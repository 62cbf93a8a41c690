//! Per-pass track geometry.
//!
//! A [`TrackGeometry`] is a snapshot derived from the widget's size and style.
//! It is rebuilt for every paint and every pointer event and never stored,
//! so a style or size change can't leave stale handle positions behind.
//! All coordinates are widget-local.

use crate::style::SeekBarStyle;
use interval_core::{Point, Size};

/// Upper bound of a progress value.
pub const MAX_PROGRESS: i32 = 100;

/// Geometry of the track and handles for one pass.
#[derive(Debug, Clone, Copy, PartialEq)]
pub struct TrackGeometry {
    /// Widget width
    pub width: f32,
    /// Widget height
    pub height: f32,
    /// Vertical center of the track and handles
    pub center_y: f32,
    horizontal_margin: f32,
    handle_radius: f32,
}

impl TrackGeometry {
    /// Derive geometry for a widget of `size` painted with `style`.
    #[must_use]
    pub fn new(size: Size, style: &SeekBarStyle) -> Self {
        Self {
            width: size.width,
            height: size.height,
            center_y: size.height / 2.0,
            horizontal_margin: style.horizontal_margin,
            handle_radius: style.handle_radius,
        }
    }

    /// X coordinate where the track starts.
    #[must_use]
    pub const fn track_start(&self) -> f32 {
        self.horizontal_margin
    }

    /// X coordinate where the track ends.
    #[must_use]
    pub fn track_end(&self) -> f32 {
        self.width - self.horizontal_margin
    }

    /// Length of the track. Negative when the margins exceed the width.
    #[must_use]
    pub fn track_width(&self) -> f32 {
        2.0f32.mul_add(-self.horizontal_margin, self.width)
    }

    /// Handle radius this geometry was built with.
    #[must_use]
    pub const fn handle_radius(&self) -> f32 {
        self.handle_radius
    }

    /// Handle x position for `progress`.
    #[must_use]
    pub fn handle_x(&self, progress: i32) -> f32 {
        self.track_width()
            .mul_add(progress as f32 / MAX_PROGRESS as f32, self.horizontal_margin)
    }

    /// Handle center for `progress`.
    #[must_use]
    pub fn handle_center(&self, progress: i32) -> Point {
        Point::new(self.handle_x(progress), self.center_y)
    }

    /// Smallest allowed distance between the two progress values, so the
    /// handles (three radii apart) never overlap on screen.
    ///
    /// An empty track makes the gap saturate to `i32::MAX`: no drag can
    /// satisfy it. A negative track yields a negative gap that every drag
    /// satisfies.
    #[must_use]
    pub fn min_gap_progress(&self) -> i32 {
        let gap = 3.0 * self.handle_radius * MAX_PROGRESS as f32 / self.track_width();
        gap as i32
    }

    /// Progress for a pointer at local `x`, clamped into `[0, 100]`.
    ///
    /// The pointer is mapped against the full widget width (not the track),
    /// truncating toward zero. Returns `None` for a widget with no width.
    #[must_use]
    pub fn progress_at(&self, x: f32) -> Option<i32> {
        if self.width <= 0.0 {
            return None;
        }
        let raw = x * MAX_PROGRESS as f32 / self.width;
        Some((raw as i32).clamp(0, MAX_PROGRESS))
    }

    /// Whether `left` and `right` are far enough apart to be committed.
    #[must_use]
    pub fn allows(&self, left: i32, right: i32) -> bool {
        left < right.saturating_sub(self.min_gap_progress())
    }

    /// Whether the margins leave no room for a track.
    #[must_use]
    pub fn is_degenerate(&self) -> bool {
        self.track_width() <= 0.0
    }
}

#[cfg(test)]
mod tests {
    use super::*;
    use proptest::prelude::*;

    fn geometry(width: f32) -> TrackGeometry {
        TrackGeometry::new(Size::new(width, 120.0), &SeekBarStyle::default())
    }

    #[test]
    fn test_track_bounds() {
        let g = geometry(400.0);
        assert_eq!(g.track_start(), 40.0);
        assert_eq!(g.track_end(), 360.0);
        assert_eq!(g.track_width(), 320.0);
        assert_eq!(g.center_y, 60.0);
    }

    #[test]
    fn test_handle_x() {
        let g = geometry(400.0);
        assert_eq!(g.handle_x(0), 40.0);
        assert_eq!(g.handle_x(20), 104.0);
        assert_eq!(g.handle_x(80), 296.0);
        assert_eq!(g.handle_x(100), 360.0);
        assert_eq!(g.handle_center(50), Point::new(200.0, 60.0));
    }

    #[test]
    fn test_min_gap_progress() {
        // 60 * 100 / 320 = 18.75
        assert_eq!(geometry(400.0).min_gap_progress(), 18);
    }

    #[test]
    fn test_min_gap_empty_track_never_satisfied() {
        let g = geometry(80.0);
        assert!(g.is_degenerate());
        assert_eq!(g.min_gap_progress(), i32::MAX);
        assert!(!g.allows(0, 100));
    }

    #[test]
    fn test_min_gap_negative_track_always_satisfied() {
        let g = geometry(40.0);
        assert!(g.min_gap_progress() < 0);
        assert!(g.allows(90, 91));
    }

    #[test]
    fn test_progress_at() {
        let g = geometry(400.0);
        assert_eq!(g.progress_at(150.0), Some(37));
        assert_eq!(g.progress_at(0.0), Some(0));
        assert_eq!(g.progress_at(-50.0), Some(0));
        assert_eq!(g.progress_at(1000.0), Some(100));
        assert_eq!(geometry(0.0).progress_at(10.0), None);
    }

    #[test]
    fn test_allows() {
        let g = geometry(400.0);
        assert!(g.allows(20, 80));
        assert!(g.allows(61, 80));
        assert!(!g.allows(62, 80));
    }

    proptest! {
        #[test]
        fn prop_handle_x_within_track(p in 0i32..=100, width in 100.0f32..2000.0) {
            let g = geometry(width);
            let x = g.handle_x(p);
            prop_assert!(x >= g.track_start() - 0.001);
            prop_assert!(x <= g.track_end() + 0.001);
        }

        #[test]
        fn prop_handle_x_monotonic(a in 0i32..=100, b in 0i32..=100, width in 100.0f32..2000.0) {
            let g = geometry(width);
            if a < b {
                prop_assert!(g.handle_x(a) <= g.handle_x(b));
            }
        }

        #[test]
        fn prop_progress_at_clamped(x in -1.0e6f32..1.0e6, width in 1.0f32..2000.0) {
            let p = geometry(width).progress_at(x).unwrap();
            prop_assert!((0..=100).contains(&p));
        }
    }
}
--- --- ---
▶ _Activity_: Every record, start to finish: reproduce it word for word.

▶ _Output of the task_:
repository 62cbf93a8a41c690
//! Per-pass track geometry.
//!
//! A [`TrackGeometry`] is a snapshot derived from the widget's size and style.
//! It is rebuilt for every paint and every pointer event and never stored,
//! so a style or size change can't leave stale handle positions behind.
//! All coordinates are widget-local.

use crate::style::SeekBarStyle;
use interval_core::{Point, Size};

/// Upper bound of a progress value.
pub const MAX_PROGRESS: i32 = 100;

/// Geometry of the track and handles for one pass.
#[derive(Debug, Clone, Copy, PartialEq)]
pub struct TrackGeometry {
    /// Widget width
    pub width: f32,
    /// Widget height
    pub height: f32,
    /// Vertical center of the track and handles
    pub center_y: f32,
    horizontal_margin: f32,
    handle_radius: f32,
}

impl TrackGeometry {
    /// Derive geometry for a widget of `size` painted with `style`.
    #[must_use]
    pub fn new(size: Size, style: &SeekBarStyle) -> Self {
        Self {
            width: size.width,
            height: size.height,
            center_y: size.height / 2.0,
            horizontal_margin: style.horizontal_margin,
            handle_radius: style.handle_radius,
        }
    }

    /// X coordinate where the track starts.
    #[must_use]
    pub const fn track_start(&self) -> f32 {
        self.horizontal_margin
    }

    /// X coordinate where the track ends.
    #[must_use]
    pub fn track_end(&self) -> f32 {
        self.width - self.horizontal_margin
    }

    /// Length of the track. Negative when the margins exceed the width.
    #[must_use]
    pub fn track_width(&self) -> f32 {
        2.0f32.mul_add(-self.horizontal_margin, self.width)
    }

    /// Handle radius this geometry was built with.
    #[must_use]
    pub const fn handle_radius(&self) -> f32 {
        self.handle_radius
    }

    /// Handle x position for `progress`.
    #[must_use]
    pub fn handle_x(&self, progress: i32) -> f32 {
        self.track_width()
            .mul_add(progress as f32 / MAX_PROGRESS as f32, self.horizontal_margin)
    }

    /// Handle center for `progress`.
    #[must_use]
    pub fn handle_center(&self, progress: i32) -> Point {
        Point::new(self.handle_x(progress), self.center_y)
    }

    /// Smallest allowed distance between the two progress values, so the
    /// handles (three radii apart) never overlap on screen.
    ///
    /// An empty track makes the gap saturate to `i32::MAX`: no drag can
    /// satisfy it. A negative track yields a negative gap that every drag
    /// satisfies.
    #[must_use]
    pub fn min_gap_progress(&self) -> i32 {
        let gap = 3.0 * self.handle_radius * MAX_PROGRESS as f32 / self.track_width();
        gap as i32
    }

    /// Progress for a pointer at local `x`, clamped into `[0, 100]`.
    ///
    /// The pointer is mapped against the full widget width (not the track),
    /// truncating toward zero. Returns `None` for a widget with no width.
    #[must_use]
    pub fn progress_at(&self, x: f32) -> Option<i32> {
        if self.width <= 0.0 {
            return None;
        }
        let raw = x * MAX_PROGRESS as f32 / self.width;
        Some((raw as i32).clamp(0, MAX_PROGRESS))
    }

    /// Whether `left` and `right` are far enough apart to be committed.
    #[must_use]
    pub fn allows(&self, left: i32, right: i32) -> bool {
        left < right.saturating_sub(self.min_gap_progress())
    }

    /// Whether the margins leave no room for a track.
    #[must_use]
    pub fn is_degenerate(&self) -> bool {
        self.track_width() <= 0.0
    }
}

#[cfg(test)]
mod tests {
    use super::*;
    use proptest::prelude::*;

    fn geometry(width: f32) -> TrackGeometry {
        TrackGeometry::new(Size::new(width, 120.0), &SeekBarStyle::default())
    }

    #[test]
    fn test_track_bounds() {
        let g = geometry(400.0);
        assert_eq!(g.track_start(), 40.0);
        assert_eq!(g.track_end(), 360.0);
        assert_eq!(g.track_width(), 320.0);
        assert_eq!(g.center_y, 60.0);
    }

    #[test]
    fn test_handle_x() {
        let g = geometry(400.0);
        assert_eq!(g.handle_x(0), 40.0);
        assert_eq!(g.handle_x(20), 104.0);
        assert_eq!(g.handle_x(80), 296.0);
        assert_eq!(g.handle_x(100), 360.0);
        assert_eq!(g.handle_center(50), Point::new(200.0, 60.0));
    }

    #[test]
    fn test_min_gap_progress() {
        // 60 * 100 / 320 = 18.75
        assert_eq!(geometry(400.0).min_gap_progress(), 18);
    }

    #[test]
    fn test_min_gap_empty_track_never_satisfied() {
        let g = geometry(80.0);
        assert!(g.is_degenerate());
        assert_eq!(g.min_gap_progress(), i32::MAX);
        assert!(!g.allows(0, 100));
    }

    #[test]
    fn test_min_gap_negative_track_always_satisfied() {
        let g = geometry(40.0);
        assert!(g.min_gap_progress() < 0);
        assert!(g.allows(90, 91));
    }

    #[test]
    fn test_progress_at() {
        let g = geometry(400.0);
        assert_eq!(g.progress_at(150.0), Some(37));
        assert_eq!(g.progress_at(0.0), Some(0));
        assert_eq!(g.progress_at(-50.0), Some(0));
        assert_eq!(g.progress_at(1000.0), Some(100));
        assert_eq!(geometry(0.0).progress_at(10.0), None);
    }

    #[test]
    fn test_allows() {
        let g = geometry(400.0);
        assert!(g.allows(20, 80));
        assert!(g.allows(61, 80));
        assert!(!g.allows(62, 80));
    }

    proptest! {
        #[test]
        fn prop_handle_x_within_track(p in 0i32..=100, width in 100.0f32..2000.0) {
            let g = geometry(width);
            let x = g.handle_x(p);
            prop_assert!(x >= g.track_start() - 0.001);
            prop_assert!(x <= g.track_end() + 0.001);
        }

        #[test]
        fn prop_handle_x_monotonic(a in 0i32..=100, b in 0i32..=100, width in 100.0f32..2000.0) {
            let g = geometry(width);
            if a < b {
                prop_assert!(g.handle_x(a) <= g.handle_x(b));
            }
        }

        #[test]
        fn prop_progress_at_clamped(x in -1.0e6f32..1.0e6, width in 1.0f32..2000.0) {
            let p = geometry(width).progress_at(x).unwrap();
            prop_assert!((0..=100).contains(&p));
        }
    }
}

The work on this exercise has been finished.